> **DATA EXTRACTS**:
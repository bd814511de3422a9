//! Action tracker - persisted history of outgoing requests.
//!
//! Every prompt submitted to the extension gets a record here, surviving
//! restarts so the history panel and retry both keep working. The whole
//! store is one JSON blob under a fixed storage key, loaded wholesale and
//! written back wholesale.

use crate::Result;
use chrono::{DateTime, Utc};
use serde::{Deserialize, Serialize};
use std::path::PathBuf;
use tokio::fs;
use tokio::io::AsyncWriteExt;
use tracing::{debug, warn};

/// Storage key of the persisted blob. Part of the observable contract:
/// the history file is `{home}/devconsole-code-actions.json`.
pub const STORAGE_KEY: &str = "devconsole-code-actions";

/// Default capacity of the history (most recent kept).
pub const DEFAULT_CAPACITY: usize = 50;

/// Where a request originated.
#[derive(Debug, Clone, Copy, PartialEq, Eq, Serialize, Deserialize)]
#[serde(rename_all = "kebab-case")]
pub enum ActionSource {
    Logs,
    StickyNotes,
    Manual,
}

impl std::fmt::Display for ActionSource {
    fn fmt(&self, f: &mut std::fmt::Formatter<'_>) -> std::fmt::Result {
        match self {
            Self::Logs => write!(f, "logs"),
            Self::StickyNotes => write!(f, "sticky-notes"),
            Self::Manual => write!(f, "manual"),
        }
    }
}

/// Lifecycle status of a tracked action.
///
/// `Completed` exists only for backward compatibility with blobs written by
/// older clients; new records terminate in `SentToVscode`, `Failed` or
/// `CopiedFallback`.
#[derive(Debug, Clone, Copy, PartialEq, Eq, Serialize, Deserialize)]
#[serde(rename_all = "snake_case")]
pub enum ActionStatus {
    Queued,
    Sending,
    Processing,
    SentToVscode,
    Failed,
    CopiedFallback,
    Completed,
}

impl ActionStatus {
    pub fn is_terminal(&self) -> bool {
        matches!(
            self,
            Self::SentToVscode | Self::Failed | Self::CopiedFallback | Self::Completed
        )
    }

    /// Terminal states that `clear_completed` sweeps away. Failed actions
    /// stay so they can be retried.
    pub fn is_success_or_fallback(&self) -> bool {
        matches!(self, Self::SentToVscode | Self::CopiedFallback | Self::Completed)
    }

    /// Valid transitions. Any terminal state may re-enter `Sending` (retry);
    /// a patch to the current status is a no-op and always valid.
    pub fn can_transition_to(&self, next: ActionStatus) -> bool {
        if *self == next {
            return true;
        }
        match self {
            Self::Sending => matches!(
                next,
                Self::Queued
                    | Self::Processing
                    | Self::SentToVscode
                    | Self::Failed
                    | Self::CopiedFallback
            ),
            Self::Queued => matches!(
                next,
                Self::Processing | Self::SentToVscode | Self::Failed | Self::Completed
            ),
            Self::Processing => {
                matches!(next, Self::SentToVscode | Self::Failed | Self::Completed)
            }
            // A delivered request can still fail while the editor processes it
            Self::SentToVscode => matches!(next, Self::Sending | Self::Failed),
            Self::Failed | Self::CopiedFallback | Self::Completed => next == Self::Sending,
        }
    }
}

impl std::fmt::Display for ActionStatus {
    fn fmt(&self, f: &mut std::fmt::Formatter<'_>) -> std::fmt::Result {
        match self {
            Self::Queued => write!(f, "queued"),
            Self::Sending => write!(f, "sending"),
            Self::Processing => write!(f, "processing"),
            Self::SentToVscode => write!(f, "sent_to_vscode"),
            Self::Failed => write!(f, "failed"),
            Self::CopiedFallback => write!(f, "copied_fallback"),
            Self::Completed => write!(f, "completed"),
        }
    }
}

/// One tracked request. Field names mirror the persisted blob.
#[derive(Debug, Clone, Serialize, Deserialize)]
#[serde(rename_all = "camelCase")]
pub struct CodeAction {
    pub id: String,
    pub created_at: DateTime<Utc>,
    pub source: ActionSource,
    pub action_type: String,
    /// First line of the prompt, for list display
    pub preview: String,
    /// Full composed prompt text
    pub prompt: String,
    #[serde(default, skip_serializing_if = "Option::is_none")]
    pub image_count: Option<u32>,
    pub status: ActionStatus,
    #[serde(default, skip_serializing_if = "Option::is_none")]
    pub request_id: Option<String>,
    #[serde(default, skip_serializing_if = "Option::is_none")]
    pub error: Option<String>,
    #[serde(default, skip_serializing_if = "Option::is_none")]
    pub queue_position: Option<u32>,
    #[serde(default, skip_serializing_if = "Option::is_none")]
    pub completed_at: Option<DateTime<Utc>>,
}

/// Input for `add_action`; id, timestamp and initial status are assigned by
/// the store.
#[derive(Debug, Clone)]
pub struct NewAction {
    pub source: ActionSource,
    pub action_type: String,
    pub prompt: String,
    pub image_count: Option<u32>,
}

/// Merge-patch for `update_action`. Absent fields are left untouched.
#[derive(Debug, Clone, Default)]
pub struct ActionUpdate {
    pub status: Option<ActionStatus>,
    pub request_id: Option<String>,
    pub error: Option<String>,
    pub queue_position: Option<u32>,
    pub completed_at: Option<DateTime<Utc>>,
}

impl ActionUpdate {
    pub fn status(status: ActionStatus) -> Self {
        Self {
            status: Some(status),
            ..Default::default()
        }
    }

    pub fn failed(error: impl Into<String>) -> Self {
        Self {
            status: Some(ActionStatus::Failed),
            error: Some(error.into()),
            completed_at: Some(Utc::now()),
            ..Default::default()
        }
    }
}

const PREVIEW_MAX_CHARS: usize = 120;

fn derive_preview(prompt: &str) -> String {
    let first_line = prompt.lines().next().unwrap_or("").trim();
    if first_line.chars().count() <= PREVIEW_MAX_CHARS {
        first_line.to_string()
    } else {
        let truncated: String = first_line.chars().take(PREVIEW_MAX_CHARS).collect();
        format!("{}…", truncated)
    }
}

/// Persisted action history, newest first.
#[derive(Debug, Clone, Serialize, Deserialize, Default)]
pub struct ActionStore {
    #[serde(default)]
    actions: Vec<CodeAction>,

    #[serde(skip)]
    capacity: usize,

    #[serde(skip)]
    file_path: Option<PathBuf>,
}

impl ActionStore {
    /// Open the store at `file_path`, loading any existing blob. A blob that
    /// fails to parse is treated as absent rather than blocking startup.
    pub async fn new(file_path: PathBuf, capacity: usize) -> Result<Self> {
        let mut store = if file_path.exists() {
            let content = fs::read_to_string(&file_path).await?;
            match serde_json::from_str::<Self>(&content) {
                Ok(loaded) => loaded,
                Err(e) => {
                    warn!("Failed to parse {}: {}; starting empty", file_path.display(), e);
                    Self::default()
                }
            }
        } else {
            if let Some(parent) = file_path.parent() {
                fs::create_dir_all(parent).await?;
            }
            Self::default()
        };

        store.capacity = capacity.max(1);
        store.file_path = Some(file_path);
        store.actions.truncate(store.capacity);
        store.save().await?;
        Ok(store)
    }

    /// In-memory store (no persistence).
    pub fn in_memory(capacity: usize) -> Self {
        Self {
            actions: Vec::new(),
            capacity: capacity.max(1),
            file_path: None,
        }
    }

    /// Record a new action. Assigns id and timestamp, prepends it, and trims
    /// the oldest entries beyond capacity. New actions start in `Sending`.
    pub async fn add_action(&mut self, new: NewAction) -> Result<CodeAction> {
        let action = CodeAction {
            id: uuid::Uuid::new_v4().to_string(),
            created_at: Utc::now(),
            source: new.source,
            action_type: new.action_type,
            preview: derive_preview(&new.prompt),
            prompt: new.prompt,
            image_count: new.image_count,
            status: ActionStatus::Sending,
            request_id: None,
            error: None,
            queue_position: None,
            completed_at: None,
        };

        self.actions.insert(0, action.clone());
        // Capacity bound: evict from the tail (oldest), never the head
        self.actions.truncate(self.capacity);
        self.save().await?;
        Ok(action)
    }

    /// Merge-patch one action. Returns false (and changes nothing) for an
    /// unknown id, an invalid status transition, or a `completed_at` stamp
    /// on a non-terminal status.
    pub async fn update_action(&mut self, id: &str, update: ActionUpdate) -> Result<bool> {
        let Some(action) = self.actions.iter_mut().find(|a| a.id == id) else {
            debug!("update_action: unknown id {}", id);
            return Ok(false);
        };

        let effective_status = update.status.unwrap_or(action.status);
        if let Some(next) = update.status {
            if !action.status.can_transition_to(next) {
                warn!(
                    "Rejecting invalid status transition {} -> {} for action {}",
                    action.status, next, id
                );
                return Ok(false);
            }
        }
        if update.completed_at.is_some() && !effective_status.is_terminal() {
            warn!(
                "Rejecting completed_at stamp on non-terminal status {} for action {}",
                effective_status, id
            );
            return Ok(false);
        }

        if let Some(status) = update.status {
            action.status = status;
        }
        if let Some(request_id) = update.request_id {
            action.request_id = Some(request_id);
        }
        if let Some(error) = update.error {
            action.error = Some(error);
        }
        if let Some(position) = update.queue_position {
            action.queue_position = Some(position);
        }
        if let Some(completed_at) = update.completed_at {
            action.completed_at = Some(completed_at);
        }

        self.save().await?;
        Ok(true)
    }

    /// Remove one action by id.
    pub async fn remove_action(&mut self, id: &str) -> Result<bool> {
        let initial_len = self.actions.len();
        self.actions.retain(|a| a.id != id);

        if self.actions.len() != initial_len {
            self.save().await?;
            Ok(true)
        } else {
            Ok(false)
        }
    }

    /// Drop everything.
    pub async fn clear_all(&mut self) -> Result<()> {
        self.actions.clear();
        self.save().await
    }

    /// Drop delivered and fallback-copied actions, keeping anything still in
    /// flight or failed (so it can be retried). Returns how many were
    /// removed.
    pub async fn clear_completed(&mut self) -> Result<usize> {
        let initial_len = self.actions.len();
        self.actions.retain(|a| !a.status.is_success_or_fallback());
        let removed = initial_len - self.actions.len();
        if removed > 0 {
            self.save().await?;
        }
        Ok(removed)
    }

    pub fn get(&self, id: &str) -> Option<&CodeAction> {
        self.actions.iter().find(|a| a.id == id)
    }

    /// Actions not yet in a terminal state.
    pub fn pending_actions(&self) -> Vec<&CodeAction> {
        self.actions
            .iter()
            .filter(|a| !a.status.is_terminal())
            .collect()
    }

    /// The `limit` most recent actions, newest first.
    pub fn recent_actions(&self, limit: usize) -> &[CodeAction] {
        &self.actions[..self.actions.len().min(limit)]
    }

    pub fn len(&self) -> usize {
        self.actions.len()
    }

    pub fn is_empty(&self) -> bool {
        self.actions.is_empty()
    }

    async fn save(&self) -> Result<()> {
        if let Some(file_path) = &self.file_path {
            let content = serde_json::to_string_pretty(self)?;

            let mut file = fs::OpenOptions::new()
                .write(true)
                .create(true)
                .truncate(true)
                .open(file_path)
                .await?;

            file.write_all(content.as_bytes()).await?;
            file.flush().await?;
        }
        Ok(())
    }
}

> **WHAT IS EXPECTED**:
Please return each line of the data above in which the word "PathBuf" occurs.

> **OUTPUT BELOW**:
use std::path::PathBuf;
    file_path: Option<PathBuf>,
    pub async fn new(file_path: PathBuf, capacity: usize) -> Result<Self> {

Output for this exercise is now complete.